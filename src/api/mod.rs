//! REST API module
//!
//! This module provides the HTTP server and endpoints including:
//! - API routing and request handling
//! - Request tracing middleware
//! - System and user handlers

pub mod handlers;
pub mod middleware;
pub mod routes;
pub mod server;

pub use handlers::AppState;
pub use middleware::{trace_id_middleware, TraceId, TRACE_ID_HEADER};
pub use server::{build_router, ApiServer};
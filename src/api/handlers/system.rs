use super::AppState;
use crate::auth::middleware::AuthUser;
use axum::{
    extract::State,
    http::StatusCode,
    response::{Html, IntoResponse},
    Json,
};
use serde_json::{json, Value};

/// Handler for GET /ping - Authenticated liveness probe
pub async fn ping(user: AuthUser) -> Json<Value> {
    tracing::info!(user_id = %user.user_id, "Ping");
    Json(json!({ "message": "pong" }))
}

/// Handler for GET /health - Service and database health
pub async fn health_check(State(state): State<AppState>) -> impl IntoResponse {
    let (status, database) = match state.db.ping().await {
        Ok(()) => (StatusCode::OK, "up"),
        Err(e) => {
            tracing::error!(error = %e, "Database health check failed");
            (StatusCode::SERVICE_UNAVAILABLE, "down")
        }
    };

    let body = json!({
        "status": if status.is_success() { "ok" } else { "degraded" },
        "database": database,
        "version": env!("CARGO_PKG_VERSION"),
        "timestamp": chrono::Utc::now().timestamp(),
    });

    (status, Json(body))
}

/// Handler for GET /docs - Interactive API reference
pub async fn docs() -> Html<&'static str> {
    Html(DOCS_PAGE)
}

const DOCS_PAGE: &str = r#"<!doctype html>
<html>
  <head>
    <title>Linkshelf API</title>
    <meta charset="utf-8" />
    <meta name="viewport" content="width=device-width, initial-scale=1" />
  </head>
  <body>
    <script id="api-reference" data-url="/openapi.json"></script>
    <script src="https://cdn.jsdelivr.net/npm/@scalar/api-reference"></script>
  </body>
</html>
"#;

/// Handler for GET /openapi.json - OpenAPI document for the auth surface
pub async fn openapi() -> Json<Value> {
    let tokens = json!({
        "type": "object",
        "required": ["accessToken"],
        "properties": {
            "accessToken": { "type": "string" },
            "refreshToken": { "type": "string" }
        }
    });
    let credentials = json!({
        "type": "object",
        "required": ["email", "password"],
        "properties": {
            "email": { "type": "string", "format": "email" },
            "password": { "type": "string" }
        }
    });
    let bearer = json!([{ "bearerAuth": [] }]);

    Json(json!({
        "openapi": "3.0.3",
        "info": { "title": "Linkshelf API", "version": env!("CARGO_PKG_VERSION") },
        "components": {
            "securitySchemes": {
                "bearerAuth": { "type": "http", "scheme": "bearer", "bearerFormat": "JWT" }
            },
            "schemas": { "AuthTokens": tokens, "Credentials": credentials }
        },
        "paths": {
            "/auth/register": { "post": {
                "summary": "Create an account and return a token pair",
                "requestBody": { "content": { "application/json": {
                    "schema": { "$ref": "#/components/schemas/Credentials" } } } },
                "responses": {
                    "201": { "description": "Registered" },
                    "400": { "description": "Invalid input" },
                    "409": { "description": "Email already registered" }
                }
            }},
            "/auth/login": { "post": {
                "summary": "Exchange credentials for a token pair",
                "requestBody": { "content": { "application/json": {
                    "schema": { "$ref": "#/components/schemas/Credentials" } } } },
                "responses": {
                    "200": { "description": "Authenticated" },
                    "401": { "description": "Invalid email or password" }
                }
            }},
            "/auth/refresh": { "post": {
                "summary": "Exchange a refresh token for a new access token",
                "security": bearer,
                "responses": {
                    "200": { "description": "Refreshed" },
                    "400": { "description": "Missing or malformed Authorization header" },
                    "401": { "description": "Unauthorized" }
                }
            }},
            "/users/me": { "get": {
                "summary": "Current user",
                "security": bearer,
                "responses": { "200": { "description": "OK" }, "401": { "description": "Unauthorized" } }
            }},
            "/ping": { "get": {
                "summary": "Authenticated liveness probe",
                "security": bearer,
                "responses": { "200": { "description": "pong" }, "401": { "description": "Unauthorized" } }
            }},
            "/health": { "get": {
                "summary": "Service health",
                "responses": { "200": { "description": "Healthy" }, "503": { "description": "Degraded" } }
            }}
        }
    }))
}
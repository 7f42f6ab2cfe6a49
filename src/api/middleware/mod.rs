pub mod trace;

pub use trace::*;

++++++++++

§ **WHAT YOU NEED TO DO**
Transcribe, exactly and without additions, the lines of the records above, beginning with the line that contains "(status, Json(body))" and ending with the line that contains "<title>Linkshelf API</title>", both included.

§ **EXPECTED ANSWER**
    (status, Json(body))
}

/// Handler for GET /docs - Interactive API reference
pub async fn docs() -> Html<&'static str> {
    Html(DOCS_PAGE)
}

const DOCS_PAGE: &str = r#"<!doctype html>
<html>
  <head>
    <title>Linkshelf API</title>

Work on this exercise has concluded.